Restriction/ligation cloning
In the classical restriction and ligation cloning protocols, cloning of any DNA fragment
essentially involves four steps: DNA fragmentation with restriction endonucleases, ligation of
DNA fragments to a vector, transformation, and screening/selection. Initially, the DNA
fragment to be cloned needs to be isolated. Preparation of DNA fragments for cloning can be
accomplished by restriction enzyme digestion. Following ligation, the ligation product
(recombinant plasmid) is transformed into bacteria for propagation.
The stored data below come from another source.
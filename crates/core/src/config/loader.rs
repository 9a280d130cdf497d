use figment::{
    providers::{Env, Format, Toml},
    Figment,
};
use std::path::{Path, PathBuf};

use super::{types::Config, ConfigError};

/// Environment variable naming the config file.
pub const CONFIG_ENV: &str = "HELPDESK_CONFIG";

const ENV_PREFIX: &str = "HELPDESK_";

/// The config file to load: `$HELPDESK_CONFIG`, else `config.toml`.
pub fn config_path() -> PathBuf {
    std::env::var_os(CONFIG_ENV)
        .map(PathBuf::from)
        .unwrap_or_else(|| PathBuf::from("config.toml"))
}

/// Load the config file, then apply environment overrides.
///
/// A double underscore separates sections from keys, so key names may
/// contain single underscores: `HELPDESK_AUTH__ACTING_USER_EMAIL` sets
/// `[auth] acting_user_email` and `HELPDESK_SERVER__PORT` sets `[server] port`.
pub fn load_config(path: &Path) -> Result<Config, ConfigError> {
    if !path.exists() {
        return Err(ConfigError::FileNotFound(path.display().to_string()));
    }

    Figment::new()
        .merge(Toml::file(path))
        .merge(Env::prefixed(ENV_PREFIX).ignore(&["config"]).split("__"))
        .extract()
        .map_err(|e| ConfigError::ParseError(e.to_string()))
}

/// Load configuration from TOML string (useful for testing)
pub fn load_config_from_str(toml_str: &str) -> Result<Config, ConfigError> {
    toml::from_str(toml_str).map_err(|e| ConfigError::ParseError(e.to_string()))
}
The bacteria are then
plated on selective agar to select for bacteria that have the plasmid of interest. Individual
colonies are picked and tested for the wanted insert. The bacterial transformation is generally
observed by blue white screening. In this method we utilize the lacZ gene of E.coli lac
operon. For the detection of the lacZ gene product (β-galactosidase) a chromogenic substrate
(X-Gal) is utilized. X-Gal is the substrate of β-galactosidase bit it does not induce the lac
operon. For the induction of lac operon we use another chemical called IPTG, which is not the
substrate of β-galactosidase. Intriguingly, the lacZ gene can be separated to two fragments
(omega: a short fragment at the 5’ end of lacZ gene, and alpha: the rest of the gene) in such a
way that the two peptide subunits bind in the cell and the β-galactosidase retains its
functionality The alpha peptide encoding DNA fragment was inserted to the chromosomal
DNA of E. coli, while the omega subunit was inserted to a plasmid. The omega subunit was
modified to contain several unique restriction recognition sites without destroying its
function. If a foreign DNA sequence is inserted to the omega sequence, we obtain white
plaques, while the bacteria containing the original plasmid vector produce blue plaques in the
presence of X-Gal and IPTG.
RECOMBINATIONAL CLONING:
CLONING WITHOUT RESTRICTION ENZYMES (EXTRA REQUIREMENT)
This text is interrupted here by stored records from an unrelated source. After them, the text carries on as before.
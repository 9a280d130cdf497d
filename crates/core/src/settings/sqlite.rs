use std::path::Path;
use std::sync::Mutex;
use std::time::Duration;

use rusqlite::{params, Connection, OptionalExtension, TransactionBehavior};

use super::{validate_key, SettingValue, SettingsMap, SettingsStore};
use crate::error::DeskError;

/// SQLite-backed settings store. Values are stored as JSON text.
pub struct SqliteSettingsStore {
    conn: Mutex<Connection>,
}

impl SqliteSettingsStore {
    pub fn new(path: &Path) -> Result<Self, DeskError> {
        let conn = Connection::open(path)?;
        Self::initialize_schema(&conn)?;
        Ok(Self {
            conn: Mutex::new(conn),
        })
    }

    pub fn in_memory() -> Result<Self, DeskError> {
        let conn = Connection::open_in_memory()?;
        Self::initialize_schema(&conn)?;
        Ok(Self {
            conn: Mutex::new(conn),
        })
    }

    fn initialize_schema(conn: &Connection) -> Result<(), DeskError> {
        conn.busy_timeout(Duration::from_secs(5))?;
        conn.execute_batch(
            r#"
            CREATE TABLE IF NOT EXISTS app_settings (
                key TEXT PRIMARY KEY,
                value TEXT NOT NULL
            );
            "#,
        )?;
        Ok(())
    }
}

fn encode(value: &SettingValue) -> Result<String, DeskError> {
    serde_json::to_string(value).map_err(|e| DeskError::Database(e.to_string()))
}

fn decode(key: &str, raw: &str) -> Result<SettingValue, DeskError> {
    serde_json::from_str(raw)
        .map_err(|e| DeskError::Database(format!("corrupt setting {}: {}", key, e)))
}

impl SettingsStore for SqliteSettingsStore {
    fn get(&self, key: &str) -> Result<Option<SettingValue>, DeskError> {
        let conn = self.conn.lock()?;
        let raw: Option<String> = conn
            .query_row(
                "SELECT value FROM app_settings WHERE key = ?",
                params![key],
                |row| row.get(0),
            )
            .optional()?;
        raw.map(|raw| decode(key, &raw)).transpose()
    }

    fn all(&self) -> Result<SettingsMap, DeskError> {
        let conn = self.conn.lock()?;
        let mut stmt = conn.prepare("SELECT key, value FROM app_settings")?;
        let rows = stmt.query_map([], |row| Ok((row.get::<_, String>(0)?, row.get::<_, String>(1)?)))?;

        let mut settings = SettingsMap::new();
        for row in rows {
            let (key, raw) = row?;
            let value = decode(&key, &raw)?;
            settings.insert(key, value);
        }
        Ok(settings)
    }

    fn set_many(&self, values: &SettingsMap) -> Result<(), DeskError> {
        for key in values.keys() {
            validate_key(key)?;
        }

        let mut conn = self.conn.lock()?;
        let tx = conn.transaction_with_behavior(TransactionBehavior::Immediate)?;
        {
            let mut stmt = tx.prepare(
                "INSERT INTO app_settings (key, value) VALUES (?1, ?2)
                 ON CONFLICT(key) DO UPDATE SET value = excluded.value",
            )?;
            for (key, value) in values {
                stmt.execute(params![key, encode(value)?])?;
            }
        }
        tx.commit()?;
        Ok(())
    }

    fn ensure_defaults(&self, defaults: &SettingsMap) -> Result<usize, DeskError> {
        let mut conn = self.conn.lock()?;
        let tx = conn.transaction_with_behavior(TransactionBehavior::Immediate)?;
        let mut added = 0;
        {
            let mut stmt =
                tx.prepare("INSERT OR IGNORE INTO app_settings (key, value) VALUES (?1, ?2)")?;
            for (key, value) in defaults {
                added += stmt.execute(params![key, encode(value)?])?;
            }
        }
        tx.commit()?;
        Ok(added)
    }
}
//! Domain types for tickets, posts and users.

use std::fmt;
use std::str::FromStr;

use chrono::{DateTime, Utc};
use once_cell::sync::Lazy;
use regex_lite::Regex;
use serde::{Deserialize, Serialize};

use crate::error::DeskError;

static EMAIL_RE: Lazy<Regex> =
    Lazy::new(|| Regex::new(r"^[^@\s]+@[^@\s]+\.[^@\s]+$").unwrap());

/// Trim and lower-case an email address, rejecting malformed input.
pub fn normalize_email(raw: &str) -> Result<String, DeskError> {
    let email = raw.trim().to_lowercase();
    if EMAIL_RE.is_match(&email) {
        Ok(email)
    } else {
        Err(DeskError::validation(format!("malformed email: {}", raw)))
    }
}

// ============================================================================
// Status
// ============================================================================

/// Lifecycle status of a ticket.
#[derive(Debug, Clone, Copy, PartialEq, Eq, Hash, Serialize, Deserialize)]
#[serde(rename_all = "snake_case")]
pub enum TicketStatus {
    /// Agent has spoken last, or the ticket is brand new and not yet triaged.
    Open,
    /// Waiting on an agent.
    Pending,
    Closed,
    Spam,
}

impl TicketStatus {
    pub const ALL: [TicketStatus; 4] = [
        TicketStatus::Open,
        TicketStatus::Pending,
        TicketStatus::Closed,
        TicketStatus::Spam,
    ];

    pub fn as_str(&self) -> &'static str {
        match self {
            TicketStatus::Open => "open",
            TicketStatus::Pending => "pending",
            TicketStatus::Closed => "closed",
            TicketStatus::Spam => "spam",
        }
    }
}

impl fmt::Display for TicketStatus {
    fn fmt(&self, f: &mut fmt::Formatter<'_>) -> fmt::Result {
        f.write_str(self.as_str())
    }
}

impl FromStr for TicketStatus {
    type Err = DeskError;

    fn from_str(s: &str) -> Result<Self, Self::Err> {
        match s {
            "open" => Ok(TicketStatus::Open),
            "pending" => Ok(TicketStatus::Pending),
            "closed" => Ok(TicketStatus::Closed),
            "spam" => Ok(TicketStatus::Spam),
            other => Err(DeskError::validation(format!(
                "unknown ticket status: {}",
                other
            ))),
        }
    }
}

/// Explicit status change requested by an agent.
#[derive(Debug, Clone, Copy, PartialEq, Eq, Serialize, Deserialize)]
#[serde(rename_all = "snake_case")]
pub enum StatusChange {
    Close,
    Reopen,
    Spam,
}

impl StatusChange {
    pub fn as_str(&self) -> &'static str {
        match self {
            StatusChange::Close => "close",
            StatusChange::Reopen => "reopen",
            StatusChange::Spam => "spam",
        }
    }

    pub fn target(&self) -> TicketStatus {
        match self {
            StatusChange::Close => TicketStatus::Closed,
            StatusChange::Reopen => TicketStatus::Open,
            StatusChange::Spam => TicketStatus::Spam,
        }
    }
}

impl FromStr for StatusChange {
    type Err = DeskError;

    /// Accepts the values the admin UI sends (`closed`, `reopen`, `spam`)
    /// plus a few aliases.
    fn from_str(s: &str) -> Result<Self, Self::Err> {
        match s.trim().to_ascii_lowercase().as_str() {
            "closed" | "close" => Ok(StatusChange::Close),
            "reopen" | "open" | "reopened" => Ok(StatusChange::Reopen),
            "spam" => Ok(StatusChange::Spam),
            other => Err(DeskError::validation(format!(
                "unsupported status change: {}",
                other
            ))),
        }
    }
}

// ============================================================================
// Users
// ============================================================================

#[derive(Debug, Clone, Copy, PartialEq, Eq, Serialize, Deserialize)]
#[serde(rename_all = "snake_case")]
pub enum UserRole {
    Admin,
    Agent,
    User,
}

impl UserRole {
    pub fn as_str(&self) -> &'static str {
        match self {
            UserRole::Admin => "admin",
            UserRole::Agent => "agent",
            UserRole::User => "user",
        }
    }

    /// Admins and agents work tickets; plain users only open and reply to them.
    pub fn is_agent(&self) -> bool {
        matches!(self, UserRole::Admin | UserRole::Agent)
    }
}

impl FromStr for UserRole {
    type Err = DeskError;

    fn from_str(s: &str) -> Result<Self, Self::Err> {
        match s {
            "admin" => Ok(UserRole::Admin),
            "agent" => Ok(UserRole::Agent),
            "user" => Ok(UserRole::User),
            other => Err(DeskError::validation(format!("unknown role: {}", other))),
        }
    }
}

#[derive(Debug, Clone, PartialEq, Serialize, Deserialize)]
pub struct User {
    pub id: i64,
    pub name: String,
    /// Always stored lower-cased.
    pub email: String,
    pub role: UserRole,
    pub created_at: DateTime<Utc>,
}

impl User {
    pub fn is_agent(&self) -> bool {
        self.role.is_agent()
    }
}

/// Request to register a user explicitly.
#[derive(Debug, Clone)]
pub struct NewUser {
    pub name: String,
    pub email: String,
    pub role: UserRole,
}

/// Partial update of a user profile.
#[derive(Debug, Clone, Default)]
pub struct UserUpdate {
    pub name: Option<String>,
    pub email: Option<String>,
    pub role: Option<UserRole>,
}

// ============================================================================
// Topics and posts
// ============================================================================

/// A support ticket.
#[derive(Debug, Clone, PartialEq, Serialize, Deserialize)]
pub struct Topic {
    pub id: i64,
    pub subject: String,
    /// The requester.
    pub user_id: i64,
    pub forum_id: i64,
    pub current_status: TicketStatus,
    pub assigned_user_id: Option<i64>,
    pub private: bool,
    /// False until an agent opens the ticket for the first time.
    pub viewed: bool,
    pub created_at: DateTime<Utc>,
    pub updated_at: DateTime<Utc>,
}

#[derive(Debug, Clone, Copy, PartialEq, Eq, Serialize, Deserialize)]
#[serde(rename_all = "snake_case")]
pub enum PostKind {
    /// The message that opened the ticket.
    Initial,
    /// Public reply.
    Reply,
    /// Internal note written by an agent.
    Note,
    /// System-generated note recording an assignment or status change.
    Audit,
}

impl PostKind {
    pub fn as_str(&self) -> &'static str {
        match self {
            PostKind::Initial => "initial",
            PostKind::Reply => "reply",
            PostKind::Note => "note",
            PostKind::Audit => "audit",
        }
    }

    pub fn is_internal(&self) -> bool {
        matches!(self, PostKind::Note | PostKind::Audit)
    }
}

impl FromStr for PostKind {
    type Err = DeskError;

    fn from_str(s: &str) -> Result<Self, Self::Err> {
        match s {
            "initial" => Ok(PostKind::Initial),
            "reply" => Ok(PostKind::Reply),
            "note" => Ok(PostKind::Note),
            "audit" => Ok(PostKind::Audit),
            other => Err(DeskError::validation(format!("unknown post kind: {}", other))),
        }
    }
}

#[derive(Debug, Clone, PartialEq, Serialize, Deserialize)]
pub struct Post {
    pub id: i64,
    pub topic_id: i64,
    pub user_id: i64,
    pub body: String,
    pub kind: PostKind,
    pub created_at: DateTime<Utc>,
}

impl Post {
    pub fn is_internal(&self) -> bool {
        self.kind.is_internal()
    }
}

/// A status change that was actually committed.
#[derive(Debug, Clone, Copy, PartialEq, Eq, Serialize)]
pub struct StatusTransition {
    pub topic_id: i64,
    pub from: TicketStatus,
    pub to: TicketStatus,
}

// ============================================================================
// Requests and outcomes
// ============================================================================

/// Request to open a new ticket.
#[derive(Debug, Clone)]
pub struct NewTicket {
    pub requester_name: String,
    pub requester_email: String,
    pub subject: String,
    pub body: String,
    pub forum_id: i64,
    pub private: bool,
    /// When true the requester opened the ticket themselves; otherwise the
    /// acting agent opened it on their behalf.
    pub submitted_by_requester: bool,
}

#[derive(Debug, Clone)]
pub struct CreatedTicket {
    pub topic: Topic,
    pub post: Post,
    pub user: User,
    pub user_created: bool,
}

/// Request to add a post to an existing ticket.
#[derive(Debug, Clone)]
pub struct NewReply {
    pub topic_id: i64,
    pub author_id: i64,
    pub body: String,
    pub internal: bool,
    pub change_status: Option<StatusChange>,
}

#[derive(Debug, Clone)]
pub struct ReplyOutcome {
    pub topic: Topic,
    pub post: Post,
    pub audit_post: Option<Post>,
    pub transition: Option<StatusTransition>,
}

/// Result of a bulk action over several tickets.
#[derive(Debug, Clone, Default)]
pub struct BatchOutcome {
    pub topics: Vec<Topic>,
    pub audit_posts: Vec<Post>,
    pub transitions: Vec<StatusTransition>,
}

#[derive(Debug, Clone)]
pub struct TicketView {
    pub topic: Topic,
    pub posts: Vec<Post>,
    pub transition: Option<StatusTransition>,
}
Although cloning with restriction enzymes and ligase is theoretically easy, in reality sometimes can be very
frustrating. During the recent years, new, recombination based cloning procedures were invented, making
cloning more effective and much faster. One of the recombination cloning method is the so called
GATEWAY system. Instead of restriction enzymes and ligase, we use the integrase enzyme of the lambda
phage. The lambda integrase has different recognition sites. The lambda integrase cuts out any DNA
fragment flanked by attB recognition sites, and inserts it into the place of any DNA fragment flanked by
attP recognition sites. This is the so called BP reaction. The result of the BP reaction is that our gene/DNA
of interest gets incorporated into the donor vector, creating a so called entry clone. In the entry clone our
gene/DNA of interest is flanked by attL sites which originate from the B and P sites upon integrase action.
When we have a recombinant entry clone, we can insert our gene/DNA of interest with a second
recombination reaction to dozens of different destination vectors, with close to 100% efficiency. This is the
so called LR reaction, where the integrase makes recombination between attL and attR sites. The ccdB
gene present in the empty donor and destination vector is used for the selection of recombinant plasmid
containing bacteria, because the protein encoded by this gene is toxic to the bacteria. The bacteria which
were transformed with empty vector or with the byproduct of the LR reaction will die, therefore only the
recombinant plasmid containing bacteria will grow on the petri dish. The empty donor and destination
vector is maintained in mutant bacteria resistant to the effect of the toxic ccdB gene.